What is expected → Show each line of the data below that has the string "Display" in it.

::: Given data

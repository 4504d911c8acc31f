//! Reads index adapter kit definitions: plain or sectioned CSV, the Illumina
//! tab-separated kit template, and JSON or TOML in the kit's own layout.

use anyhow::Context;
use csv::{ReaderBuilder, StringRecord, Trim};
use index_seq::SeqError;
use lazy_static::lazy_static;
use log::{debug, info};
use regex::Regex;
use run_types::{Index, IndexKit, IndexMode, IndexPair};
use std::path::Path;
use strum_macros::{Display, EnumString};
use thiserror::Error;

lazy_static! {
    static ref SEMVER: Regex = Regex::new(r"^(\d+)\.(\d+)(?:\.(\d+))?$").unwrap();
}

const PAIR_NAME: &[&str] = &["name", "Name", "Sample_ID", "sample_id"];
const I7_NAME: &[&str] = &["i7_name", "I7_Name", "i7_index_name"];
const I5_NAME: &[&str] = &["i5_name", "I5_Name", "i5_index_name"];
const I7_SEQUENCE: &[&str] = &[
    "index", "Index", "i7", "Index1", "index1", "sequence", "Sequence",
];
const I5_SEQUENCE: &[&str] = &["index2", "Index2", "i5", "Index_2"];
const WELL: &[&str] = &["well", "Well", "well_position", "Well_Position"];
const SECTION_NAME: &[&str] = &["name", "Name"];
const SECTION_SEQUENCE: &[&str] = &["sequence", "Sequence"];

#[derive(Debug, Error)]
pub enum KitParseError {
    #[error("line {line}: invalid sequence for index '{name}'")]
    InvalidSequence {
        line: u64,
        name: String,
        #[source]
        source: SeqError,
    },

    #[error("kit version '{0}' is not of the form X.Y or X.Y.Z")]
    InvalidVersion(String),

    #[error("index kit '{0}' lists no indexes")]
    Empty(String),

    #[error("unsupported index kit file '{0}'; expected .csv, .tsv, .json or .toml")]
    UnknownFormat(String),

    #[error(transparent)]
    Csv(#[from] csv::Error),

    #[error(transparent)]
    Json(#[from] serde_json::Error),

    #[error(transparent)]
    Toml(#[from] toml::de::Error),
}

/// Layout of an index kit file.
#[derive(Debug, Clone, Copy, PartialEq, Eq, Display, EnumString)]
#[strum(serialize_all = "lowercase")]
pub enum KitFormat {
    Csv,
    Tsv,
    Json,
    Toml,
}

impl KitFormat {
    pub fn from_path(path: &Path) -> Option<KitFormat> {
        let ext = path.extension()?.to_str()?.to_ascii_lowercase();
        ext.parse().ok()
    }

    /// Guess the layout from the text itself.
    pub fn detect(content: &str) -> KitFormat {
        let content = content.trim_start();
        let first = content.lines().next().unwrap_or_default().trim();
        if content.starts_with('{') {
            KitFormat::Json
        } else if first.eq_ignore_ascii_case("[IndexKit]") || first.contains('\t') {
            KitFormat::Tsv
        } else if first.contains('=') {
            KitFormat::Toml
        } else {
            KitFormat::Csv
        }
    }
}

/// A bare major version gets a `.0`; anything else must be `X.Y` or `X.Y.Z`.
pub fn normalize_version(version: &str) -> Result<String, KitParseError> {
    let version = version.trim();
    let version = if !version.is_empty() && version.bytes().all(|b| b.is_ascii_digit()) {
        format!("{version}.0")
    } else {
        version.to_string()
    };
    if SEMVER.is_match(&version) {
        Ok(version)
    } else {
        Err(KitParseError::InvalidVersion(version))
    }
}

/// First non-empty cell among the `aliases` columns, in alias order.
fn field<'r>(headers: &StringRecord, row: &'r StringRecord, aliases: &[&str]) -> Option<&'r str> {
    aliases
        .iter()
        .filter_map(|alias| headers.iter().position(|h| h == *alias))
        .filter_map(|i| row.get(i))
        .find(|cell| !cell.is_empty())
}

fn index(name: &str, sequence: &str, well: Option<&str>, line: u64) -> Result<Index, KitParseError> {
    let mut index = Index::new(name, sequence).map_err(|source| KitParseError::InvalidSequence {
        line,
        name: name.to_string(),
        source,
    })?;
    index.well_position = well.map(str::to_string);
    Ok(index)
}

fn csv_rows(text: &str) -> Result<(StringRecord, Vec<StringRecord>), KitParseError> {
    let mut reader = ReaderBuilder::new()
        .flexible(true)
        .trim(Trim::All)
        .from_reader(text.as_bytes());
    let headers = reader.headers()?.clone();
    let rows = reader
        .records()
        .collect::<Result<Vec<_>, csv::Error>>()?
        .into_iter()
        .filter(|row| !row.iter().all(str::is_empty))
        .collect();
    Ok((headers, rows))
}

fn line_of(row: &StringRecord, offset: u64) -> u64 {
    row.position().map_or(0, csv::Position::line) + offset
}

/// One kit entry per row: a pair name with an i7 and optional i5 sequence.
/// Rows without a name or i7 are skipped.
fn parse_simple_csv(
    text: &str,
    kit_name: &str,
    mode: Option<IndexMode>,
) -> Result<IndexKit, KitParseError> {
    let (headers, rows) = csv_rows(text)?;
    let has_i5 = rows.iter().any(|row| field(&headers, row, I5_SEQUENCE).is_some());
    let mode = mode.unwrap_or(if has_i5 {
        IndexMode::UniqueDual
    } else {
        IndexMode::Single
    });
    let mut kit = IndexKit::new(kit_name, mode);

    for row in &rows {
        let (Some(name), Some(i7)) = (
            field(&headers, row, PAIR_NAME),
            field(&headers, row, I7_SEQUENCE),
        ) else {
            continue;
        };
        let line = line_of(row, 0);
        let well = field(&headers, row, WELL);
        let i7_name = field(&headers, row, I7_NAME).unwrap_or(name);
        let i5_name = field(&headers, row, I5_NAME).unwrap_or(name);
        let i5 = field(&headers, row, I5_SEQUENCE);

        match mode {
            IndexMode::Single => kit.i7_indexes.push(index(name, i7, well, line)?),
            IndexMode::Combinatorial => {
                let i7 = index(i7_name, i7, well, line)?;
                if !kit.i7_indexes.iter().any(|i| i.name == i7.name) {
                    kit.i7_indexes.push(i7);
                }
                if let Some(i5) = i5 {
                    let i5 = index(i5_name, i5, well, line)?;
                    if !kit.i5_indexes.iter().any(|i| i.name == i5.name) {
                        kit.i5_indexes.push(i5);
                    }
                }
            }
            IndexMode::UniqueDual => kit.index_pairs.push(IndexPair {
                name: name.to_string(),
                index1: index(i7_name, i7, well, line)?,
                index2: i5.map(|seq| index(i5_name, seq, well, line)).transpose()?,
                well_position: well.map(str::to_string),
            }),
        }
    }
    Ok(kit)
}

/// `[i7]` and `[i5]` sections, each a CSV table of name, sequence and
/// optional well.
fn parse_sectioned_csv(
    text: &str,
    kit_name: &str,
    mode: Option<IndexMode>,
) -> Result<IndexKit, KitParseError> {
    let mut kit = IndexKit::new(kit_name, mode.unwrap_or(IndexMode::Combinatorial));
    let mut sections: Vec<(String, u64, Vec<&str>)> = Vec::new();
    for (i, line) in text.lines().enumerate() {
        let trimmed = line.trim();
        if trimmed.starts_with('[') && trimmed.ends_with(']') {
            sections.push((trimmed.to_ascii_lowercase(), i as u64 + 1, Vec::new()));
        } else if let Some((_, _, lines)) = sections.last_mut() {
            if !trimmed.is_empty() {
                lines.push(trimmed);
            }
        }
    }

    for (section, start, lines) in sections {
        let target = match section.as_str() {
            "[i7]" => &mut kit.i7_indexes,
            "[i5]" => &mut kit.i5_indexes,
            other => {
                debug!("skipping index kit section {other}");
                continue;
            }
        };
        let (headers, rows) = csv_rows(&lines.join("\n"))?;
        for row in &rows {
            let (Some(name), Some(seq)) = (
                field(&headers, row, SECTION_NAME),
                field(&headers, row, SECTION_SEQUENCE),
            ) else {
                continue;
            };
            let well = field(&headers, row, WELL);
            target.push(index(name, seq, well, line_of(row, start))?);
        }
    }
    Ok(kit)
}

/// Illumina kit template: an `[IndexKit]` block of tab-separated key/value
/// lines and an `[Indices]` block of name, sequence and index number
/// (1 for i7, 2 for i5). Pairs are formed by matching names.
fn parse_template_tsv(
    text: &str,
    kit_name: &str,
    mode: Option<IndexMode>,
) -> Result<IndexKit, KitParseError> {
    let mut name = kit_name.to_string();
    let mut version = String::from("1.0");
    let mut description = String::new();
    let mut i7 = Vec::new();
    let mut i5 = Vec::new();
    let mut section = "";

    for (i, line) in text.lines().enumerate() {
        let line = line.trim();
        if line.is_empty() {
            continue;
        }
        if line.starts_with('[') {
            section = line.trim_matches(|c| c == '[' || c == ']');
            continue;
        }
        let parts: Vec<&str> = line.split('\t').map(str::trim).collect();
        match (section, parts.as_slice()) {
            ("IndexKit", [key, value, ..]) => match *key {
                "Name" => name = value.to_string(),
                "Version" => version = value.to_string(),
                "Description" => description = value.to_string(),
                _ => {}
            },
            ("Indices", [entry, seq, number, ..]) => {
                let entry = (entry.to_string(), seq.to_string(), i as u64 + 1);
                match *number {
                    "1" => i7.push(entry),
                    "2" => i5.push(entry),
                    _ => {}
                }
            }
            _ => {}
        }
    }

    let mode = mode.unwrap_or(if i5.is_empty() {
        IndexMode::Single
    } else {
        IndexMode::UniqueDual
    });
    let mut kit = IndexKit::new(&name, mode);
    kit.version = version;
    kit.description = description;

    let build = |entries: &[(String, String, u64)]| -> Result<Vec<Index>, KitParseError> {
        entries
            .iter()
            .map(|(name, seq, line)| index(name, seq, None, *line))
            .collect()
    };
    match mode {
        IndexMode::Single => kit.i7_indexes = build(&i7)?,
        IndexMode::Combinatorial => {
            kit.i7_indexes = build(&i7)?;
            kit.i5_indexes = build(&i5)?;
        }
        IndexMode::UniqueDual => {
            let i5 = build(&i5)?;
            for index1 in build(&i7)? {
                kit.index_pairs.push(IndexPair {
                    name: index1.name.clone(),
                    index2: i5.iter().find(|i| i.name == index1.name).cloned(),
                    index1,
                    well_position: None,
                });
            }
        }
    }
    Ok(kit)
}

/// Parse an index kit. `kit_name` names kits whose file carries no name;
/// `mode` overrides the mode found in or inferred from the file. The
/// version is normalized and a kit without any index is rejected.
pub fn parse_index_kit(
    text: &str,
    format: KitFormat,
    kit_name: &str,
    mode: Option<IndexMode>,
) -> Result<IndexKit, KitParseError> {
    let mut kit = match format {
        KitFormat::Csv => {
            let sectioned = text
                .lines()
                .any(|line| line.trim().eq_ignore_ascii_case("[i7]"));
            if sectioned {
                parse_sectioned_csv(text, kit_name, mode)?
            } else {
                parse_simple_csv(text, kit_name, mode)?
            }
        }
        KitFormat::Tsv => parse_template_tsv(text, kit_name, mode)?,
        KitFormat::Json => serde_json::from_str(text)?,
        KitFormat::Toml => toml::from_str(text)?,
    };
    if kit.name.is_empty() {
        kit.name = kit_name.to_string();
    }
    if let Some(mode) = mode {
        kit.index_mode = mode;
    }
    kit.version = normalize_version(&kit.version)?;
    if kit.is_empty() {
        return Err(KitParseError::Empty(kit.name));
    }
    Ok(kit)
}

::::::

Task answer →
use strum_macros::{Display, EnumString};
#[derive(Debug, Clone, Copy, PartialEq, Eq, Display, EnumString)]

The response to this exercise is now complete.